Collected data entries
######
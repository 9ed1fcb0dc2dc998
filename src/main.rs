//! Recipe Chain Cost Calculator
//!
//! Computes raw-material costs for production chains built from
//! integer-ratio conversion recipes.

use std::path::{Path, PathBuf};

use anyhow::Result;
use clap::{Parser, Subcommand};
use walkdir::WalkDir;

use ore_calculator::{
    RecipeCatalog,
    calculator::{format_recipe_tree, maximum_production, minimum_raw_material, solve},
    parse::{load_recipe_file, parse_recipes},
};

/// Recipe listing used by the `sample` subcommand.
const SAMPLE_RECIPES: &str = "\
10 ORE => 10 A
1 ORE => 1 B
7 A, 1 B => 1 C
7 A, 1 C => 1 D
7 A, 1 D => 1 E
7 A, 1 E => 1 FUEL
";

#[derive(Parser)]
#[command(name = "ore-calculator")]
#[command(about = "Raw-material cost calculator for recipe production chains")]
struct Cli {
    /// Name of the raw material (the resource with no recipe)
    #[arg(long, default_value = "ORE")]
    raw_material: String,

    /// Name of the end product
    #[arg(long, default_value = "FUEL")]
    target: String,

    #[command(subcommand)]
    command: Commands,
}

#[derive(Subcommand)]
enum Commands {
    /// Minimum raw material to produce one batch of the target
    Min {
        /// Path to a recipe listing
        input: PathBuf,

        /// Show the recipe dependency tree
        #[arg(short, long)]
        verbose: bool,
    },

    /// Maximum target output producible from a raw-material budget
    Max {
        /// Path to a recipe listing
        input: PathBuf,

        /// Raw-material budget
        #[arg(short, long, default_value_t = 1_000_000_000_000)]
        budget: u64,
    },

    /// Both results: minimum cost and maximum output for a budget
    Solve {
        /// Path to a recipe listing
        input: PathBuf,

        /// Raw-material budget
        #[arg(short, long, default_value_t = 1_000_000_000_000)]
        budget: u64,

        /// Show the recipe dependency tree
        #[arg(short, long)]
        verbose: bool,
    },

    /// Solve every recipe listing found under a directory
    Batch {
        /// Directory to scan for recipe listings
        dir: PathBuf,

        /// Raw-material budget
        #[arg(short, long, default_value_t = 1_000_000_000_000)]
        budget: u64,

        /// File extension of recipe listings
        #[arg(long, default_value = "txt")]
        extension: String,
    },

    /// List all producible resources in a recipe listing
    ListResources {
        /// Path to a recipe listing
        input: PathBuf,
    },

    /// Solve a built-in sample recipe listing
    Sample {
        /// Raw-material budget
        #[arg(short, long, default_value_t = 1_000_000_000_000)]
        budget: u64,
    },
}

fn main() -> Result<()> {
    let cli = Cli::parse();
    let raw = &cli.raw_material;
    let target = &cli.target;

    match cli.command {
        Commands::Min { input, verbose } => {
            let catalog = load_catalog(&input)?;
            if verbose {
                println!("Recipe tree:\n");
                println!("{}", format_recipe_tree(&catalog, target, 0)?);
            }
            let cost = minimum_raw_material(&catalog, raw, target)?;
            println!("Minimum {} required: {}", raw, cost);
        }

        Commands::Max { input, budget } => {
            let catalog = load_catalog(&input)?;
            let output = maximum_production(&catalog, raw, target, budget)?;
            println!("{} {} would produce {} {}", budget, raw, output, target);
        }

        Commands::Solve {
            input,
            budget,
            verbose,
        } => {
            let catalog = load_catalog(&input)?;
            if verbose {
                println!("Recipe tree:\n");
                println!("{}", format_recipe_tree(&catalog, target, 0)?);
            }
            let summary = solve(&catalog, raw, target, budget)?;
            println!("{}", summary);
        }

        Commands::Batch {
            dir,
            budget,
            extension,
        } => {
            let listings = find_recipe_listings(&dir, &extension);
            if listings.is_empty() {
                println!(
                    "No .{} recipe listings found under {}",
                    extension,
                    dir.display()
                );
            }
            for path in listings {
                match load_catalog(&path).and_then(|catalog| {
                    solve(&catalog, raw, target, budget).map_err(Into::into)
                }) {
                    Ok(summary) => println!(
                        "{}: 1 {} costs {} {}; {} {} yields {} {}",
                        path.display(),
                        target,
                        summary.minimum_cost,
                        raw,
                        budget,
                        raw,
                        summary.maximum_output,
                        target
                    ),
                    Err(e) => println!("{}: skipped ({:#})", path.display(), e),
                }
            }
        }

        Commands::ListResources { input } => {
            let catalog = load_catalog(&input)?;
            let resources = catalog.producible_resources();
            if resources.is_empty() {
                println!("No recipes in {}", input.display());
            } else {
                println!("Producible resources:");
                for r in resources {
                    println!("  {}", r);
                }
            }
        }

        Commands::Sample { budget } => {
            let recipes = parse_recipes(SAMPLE_RECIPES)?;
            let catalog = RecipeCatalog::new(recipes)?;
            println!("Sample recipe listing:\n\n{}", SAMPLE_RECIPES);
            let summary = solve(&catalog, raw, target, budget)?;
            println!("{}", summary);
        }
    }

    Ok(())
}

/// Load and validate a recipe listing into a catalog.
fn load_catalog(path: &Path) -> Result<RecipeCatalog> {
    let recipes = load_recipe_file(path)?;
    Ok(RecipeCatalog::new(recipes)?)
}

/// Find recipe listings with the given extension under a directory tree.
fn find_recipe_listings(dir: &Path, extension: &str) -> Vec<PathBuf> {
    let mut listings: Vec<PathBuf> = WalkDir::new(dir)
        .follow_links(true)
        .into_iter()
        .filter_map(|e| e.ok())
        .filter(|e| e.file_type().is_file())
        .map(|e| e.into_path())
        .filter(|p| p.extension().is_some_and(|ext| ext == extension))
        .collect();
    listings.sort();
    listings
}
//! School directory domain types

use serde::Serialize;
use std::collections::HashMap;

/// SAT results for one school
///
/// Every score is independently optional: `None` means the source field was
/// missing or not an integer, never zero.
#[derive(Debug, Clone, Default, PartialEq, Eq, Serialize)]
pub struct SatData {
    pub num_test_takers: Option<i32>,
    pub avg_reading_score: Option<i32>,
    pub avg_math_score: Option<i32>,
    pub avg_writing_score: Option<i32>,
}

impl SatData {
    /// True when no score parsed
    pub fn is_empty(&self) -> bool {
        self.num_test_takers.is_none()
            && self.avg_reading_score.is_none()
            && self.avg_math_score.is_none()
            && self.avg_writing_score.is_none()
    }
}

/// One merged school record
#[derive(Debug, Clone, PartialEq, Eq, Serialize)]
pub struct School {
    pub name: String,
    pub overview: Option<String>,
    pub sat_data: Option<SatData>,
}

impl School {
    /// School with only a name
    pub fn new(name: impl Into<String>) -> Self {
        Self {
            name: name.into(),
            overview: None,
            sat_data: None,
        }
    }

    pub fn with_overview(mut self, overview: Option<String>) -> Self {
        self.overview = overview;
        self
    }

    pub fn with_sat_data(mut self, sat_data: SatData) -> Self {
        self.sat_data = Some(sat_data);
        self
    }
}

/// Read-only mapping from school name to merged record
///
/// Only [`crate::builder::DirectoryBuilder`] creates one; every entry's key
/// equals its `School::name`.
#[derive(Debug, Clone, Default, PartialEq, Eq)]
pub struct Directory {
    schools: HashMap<String, School>,
}

impl Directory {
    pub(crate) fn from_map(schools: HashMap<String, School>) -> Self {
        Self { schools }
    }

    /// All schools, in unspecified order
    pub fn schools(&self) -> impl Iterator<Item = &School> {
        self.schools.values()
    }

    /// All schools sorted by name
    pub fn schools_sorted(&self) -> Vec<&School> {
        let mut schools: Vec<&School> = self.schools.values().collect();
        schools.sort_by(|a, b| a.name.cmp(&b.name));
        schools
    }

    /// Exact-name lookup
    pub fn lookup(&self, name: &str) -> Option<&School> {
        self.schools.get(name)
    }

    pub fn len(&self) -> usize {
        self.schools.len()
    }

    pub fn is_empty(&self) -> bool {
        self.schools.is_empty()
    }
}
######
Work instructions
Say how many lines above hold the word "costs", giving only the count.

Response
2